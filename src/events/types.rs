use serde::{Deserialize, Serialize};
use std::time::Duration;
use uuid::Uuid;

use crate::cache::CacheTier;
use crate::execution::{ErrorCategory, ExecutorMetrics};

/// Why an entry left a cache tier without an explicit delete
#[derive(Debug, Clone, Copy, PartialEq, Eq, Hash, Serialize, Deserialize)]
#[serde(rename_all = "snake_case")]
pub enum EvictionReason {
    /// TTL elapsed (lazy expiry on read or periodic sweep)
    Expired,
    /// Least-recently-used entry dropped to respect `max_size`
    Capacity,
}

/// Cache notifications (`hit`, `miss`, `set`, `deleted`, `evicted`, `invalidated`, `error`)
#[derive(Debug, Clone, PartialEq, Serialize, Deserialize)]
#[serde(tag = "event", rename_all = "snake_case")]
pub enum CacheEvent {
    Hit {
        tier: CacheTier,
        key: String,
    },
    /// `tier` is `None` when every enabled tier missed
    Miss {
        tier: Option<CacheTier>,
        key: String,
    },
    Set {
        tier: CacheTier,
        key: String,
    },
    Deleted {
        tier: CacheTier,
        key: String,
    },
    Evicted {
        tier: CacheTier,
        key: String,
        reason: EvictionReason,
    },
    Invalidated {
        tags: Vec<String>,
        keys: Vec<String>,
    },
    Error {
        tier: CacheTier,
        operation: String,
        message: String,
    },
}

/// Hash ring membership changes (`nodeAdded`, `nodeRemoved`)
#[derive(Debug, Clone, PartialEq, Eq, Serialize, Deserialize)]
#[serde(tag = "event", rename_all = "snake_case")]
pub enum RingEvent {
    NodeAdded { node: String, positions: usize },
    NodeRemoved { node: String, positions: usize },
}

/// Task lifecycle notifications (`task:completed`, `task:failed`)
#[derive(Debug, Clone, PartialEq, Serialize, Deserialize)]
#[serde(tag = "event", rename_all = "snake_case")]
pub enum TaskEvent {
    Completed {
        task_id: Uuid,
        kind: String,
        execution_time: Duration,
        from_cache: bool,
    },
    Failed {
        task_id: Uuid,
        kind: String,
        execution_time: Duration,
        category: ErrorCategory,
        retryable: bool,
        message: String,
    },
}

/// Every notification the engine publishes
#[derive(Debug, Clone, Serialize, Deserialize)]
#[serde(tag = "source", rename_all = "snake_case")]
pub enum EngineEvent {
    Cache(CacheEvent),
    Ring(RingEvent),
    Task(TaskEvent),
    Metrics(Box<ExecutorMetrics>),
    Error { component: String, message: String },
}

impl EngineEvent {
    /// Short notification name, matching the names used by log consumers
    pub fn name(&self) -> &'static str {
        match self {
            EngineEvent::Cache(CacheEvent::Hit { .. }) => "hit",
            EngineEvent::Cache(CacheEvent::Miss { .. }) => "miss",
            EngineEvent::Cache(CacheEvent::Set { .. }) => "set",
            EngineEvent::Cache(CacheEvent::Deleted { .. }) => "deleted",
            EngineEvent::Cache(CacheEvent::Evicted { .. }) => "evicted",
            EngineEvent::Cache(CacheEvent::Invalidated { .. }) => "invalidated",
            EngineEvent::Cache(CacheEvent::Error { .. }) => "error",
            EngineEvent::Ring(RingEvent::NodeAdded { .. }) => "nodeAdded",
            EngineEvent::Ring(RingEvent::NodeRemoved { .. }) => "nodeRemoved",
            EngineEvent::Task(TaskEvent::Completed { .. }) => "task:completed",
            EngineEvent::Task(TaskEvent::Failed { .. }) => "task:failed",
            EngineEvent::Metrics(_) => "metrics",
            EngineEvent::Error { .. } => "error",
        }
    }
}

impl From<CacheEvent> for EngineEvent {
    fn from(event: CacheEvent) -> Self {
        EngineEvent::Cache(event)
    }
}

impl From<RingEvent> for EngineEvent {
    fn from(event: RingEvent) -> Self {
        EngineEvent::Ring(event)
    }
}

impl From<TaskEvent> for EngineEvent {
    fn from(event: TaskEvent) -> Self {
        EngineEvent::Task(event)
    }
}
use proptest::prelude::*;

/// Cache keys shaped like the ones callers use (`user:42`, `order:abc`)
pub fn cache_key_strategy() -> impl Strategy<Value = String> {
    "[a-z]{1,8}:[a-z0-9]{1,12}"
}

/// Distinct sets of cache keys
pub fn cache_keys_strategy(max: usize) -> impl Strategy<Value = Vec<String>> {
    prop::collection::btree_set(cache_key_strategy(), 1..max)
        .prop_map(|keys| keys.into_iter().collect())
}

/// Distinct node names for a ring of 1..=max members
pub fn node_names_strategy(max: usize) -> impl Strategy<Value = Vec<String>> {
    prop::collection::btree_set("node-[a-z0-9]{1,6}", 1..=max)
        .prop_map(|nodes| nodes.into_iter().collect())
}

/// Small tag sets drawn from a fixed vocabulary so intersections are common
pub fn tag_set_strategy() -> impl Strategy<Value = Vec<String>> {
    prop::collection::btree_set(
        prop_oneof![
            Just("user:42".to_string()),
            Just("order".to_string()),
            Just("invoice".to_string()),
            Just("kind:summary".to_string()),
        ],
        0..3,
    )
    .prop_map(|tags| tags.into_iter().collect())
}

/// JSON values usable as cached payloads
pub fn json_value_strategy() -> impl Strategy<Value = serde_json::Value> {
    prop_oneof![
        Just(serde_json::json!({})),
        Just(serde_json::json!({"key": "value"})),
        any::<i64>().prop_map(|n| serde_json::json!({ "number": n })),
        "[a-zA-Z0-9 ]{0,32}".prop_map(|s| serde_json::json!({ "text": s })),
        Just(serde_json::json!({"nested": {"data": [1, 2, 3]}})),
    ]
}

WHAT YOU NEED TO DO: Write out the material above exactly and in full.

YOUR SOLUTION:
filename src/events/types.rs
use serde::{Deserialize, Serialize};
use std::time::Duration;
use uuid::Uuid;

use crate::cache::CacheTier;
use crate::execution::{ErrorCategory, ExecutorMetrics};

/// Why an entry left a cache tier without an explicit delete
#[derive(Debug, Clone, Copy, PartialEq, Eq, Hash, Serialize, Deserialize)]
#[serde(rename_all = "snake_case")]
pub enum EvictionReason {
    /// TTL elapsed (lazy expiry on read or periodic sweep)
    Expired,
    /// Least-recently-used entry dropped to respect `max_size`
    Capacity,
}

/// Cache notifications (`hit`, `miss`, `set`, `deleted`, `evicted`, `invalidated`, `error`)
#[derive(Debug, Clone, PartialEq, Serialize, Deserialize)]
#[serde(tag = "event", rename_all = "snake_case")]
pub enum CacheEvent {
    Hit {
        tier: CacheTier,
        key: String,
    },
    /// `tier` is `None` when every enabled tier missed
    Miss {
        tier: Option<CacheTier>,
        key: String,
    },
    Set {
        tier: CacheTier,
        key: String,
    },
    Deleted {
        tier: CacheTier,
        key: String,
    },
    Evicted {
        tier: CacheTier,
        key: String,
        reason: EvictionReason,
    },
    Invalidated {
        tags: Vec<String>,
        keys: Vec<String>,
    },
    Error {
        tier: CacheTier,
        operation: String,
        message: String,
    },
}

/// Hash ring membership changes (`nodeAdded`, `nodeRemoved`)
#[derive(Debug, Clone, PartialEq, Eq, Serialize, Deserialize)]
#[serde(tag = "event", rename_all = "snake_case")]
pub enum RingEvent {
    NodeAdded { node: String, positions: usize },
    NodeRemoved { node: String, positions: usize },
}

/// Task lifecycle notifications (`task:completed`, `task:failed`)
#[derive(Debug, Clone, PartialEq, Serialize, Deserialize)]
#[serde(tag = "event", rename_all = "snake_case")]
pub enum TaskEvent {
    Completed {
        task_id: Uuid,
        kind: String,
        execution_time: Duration,
        from_cache: bool,
    },
    Failed {
        task_id: Uuid,
        kind: String,
        execution_time: Duration,
        category: ErrorCategory,
        retryable: bool,
        message: String,
    },
}

/// Every notification the engine publishes
#[derive(Debug, Clone, Serialize, Deserialize)]
#[serde(tag = "source", rename_all = "snake_case")]
pub enum EngineEvent {
    Cache(CacheEvent),
    Ring(RingEvent),
    Task(TaskEvent),
    Metrics(Box<ExecutorMetrics>),
    Error { component: String, message: String },
}

impl EngineEvent {
    /// Short notification name, matching the names used by log consumers
    pub fn name(&self) -> &'static str {
        match self {
            EngineEvent::Cache(CacheEvent::Hit { .. }) => "hit",
            EngineEvent::Cache(CacheEvent::Miss { .. }) => "miss",
            EngineEvent::Cache(CacheEvent::Set { .. }) => "set",
            EngineEvent::Cache(CacheEvent::Deleted { .. }) => "deleted",
            EngineEvent::Cache(CacheEvent::Evicted { .. }) => "evicted",
            EngineEvent::Cache(CacheEvent::Invalidated { .. }) => "invalidated",
            EngineEvent::Cache(CacheEvent::Error { .. }) => "error",
            EngineEvent::Ring(RingEvent::NodeAdded { .. }) => "nodeAdded",
            EngineEvent::Ring(RingEvent::NodeRemoved { .. }) => "nodeRemoved",
            EngineEvent::Task(TaskEvent::Completed { .. }) => "task:completed",
            EngineEvent::Task(TaskEvent::Failed { .. }) => "task:failed",
            EngineEvent::Metrics(_) => "metrics",
            EngineEvent::Error { .. } => "error",
        }
    }
}

impl From<CacheEvent> for EngineEvent {
    fn from(event: CacheEvent) -> Self {
        EngineEvent::Cache(event)
    }
}

impl From<RingEvent> for EngineEvent {
    fn from(event: RingEvent) -> Self {
        EngineEvent::Ring(event)
    }
}

impl From<TaskEvent> for EngineEvent {
    fn from(event: TaskEvent) -> Self {
        EngineEvent::Task(event)
    }
}
use proptest::prelude::*;

/// Cache keys shaped like the ones callers use (`user:42`, `order:abc`)
pub fn cache_key_strategy() -> impl Strategy<Value = String> {
    "[a-z]{1,8}:[a-z0-9]{1,12}"
}

/// Distinct sets of cache keys
pub fn cache_keys_strategy(max: usize) -> impl Strategy<Value = Vec<String>> {
    prop::collection::btree_set(cache_key_strategy(), 1..max)
        .prop_map(|keys| keys.into_iter().collect())
}

/// Distinct node names for a ring of 1..=max members
pub fn node_names_strategy(max: usize) -> impl Strategy<Value = Vec<String>> {
    prop::collection::btree_set("node-[a-z0-9]{1,6}", 1..=max)
        .prop_map(|nodes| nodes.into_iter().collect())
}

/// Small tag sets drawn from a fixed vocabulary so intersections are common
pub fn tag_set_strategy() -> impl Strategy<Value = Vec<String>> {
    prop::collection::btree_set(
        prop_oneof![
            Just("user:42".to_string()),
            Just("order".to_string()),
            Just("invoice".to_string()),
            Just("kind:summary".to_string()),
        ],
        0..3,
    )
    .prop_map(|tags| tags.into_iter().collect())
}

/// JSON values usable as cached payloads
pub fn json_value_strategy() -> impl Strategy<Value = serde_json::Value> {
    prop_oneof![
        Just(serde_json::json!({})),
        Just(serde_json::json!({"key": "value"})),
        any::<i64>().prop_map(|n| serde_json::json!({ "number": n })),
        "[a-zA-Z0-9 ]{0,32}".prop_map(|s| serde_json::json!({ "text": s })),
        Just(serde_json::json!({"nested": {"data": [1, 2, 3]}})),
    ]
}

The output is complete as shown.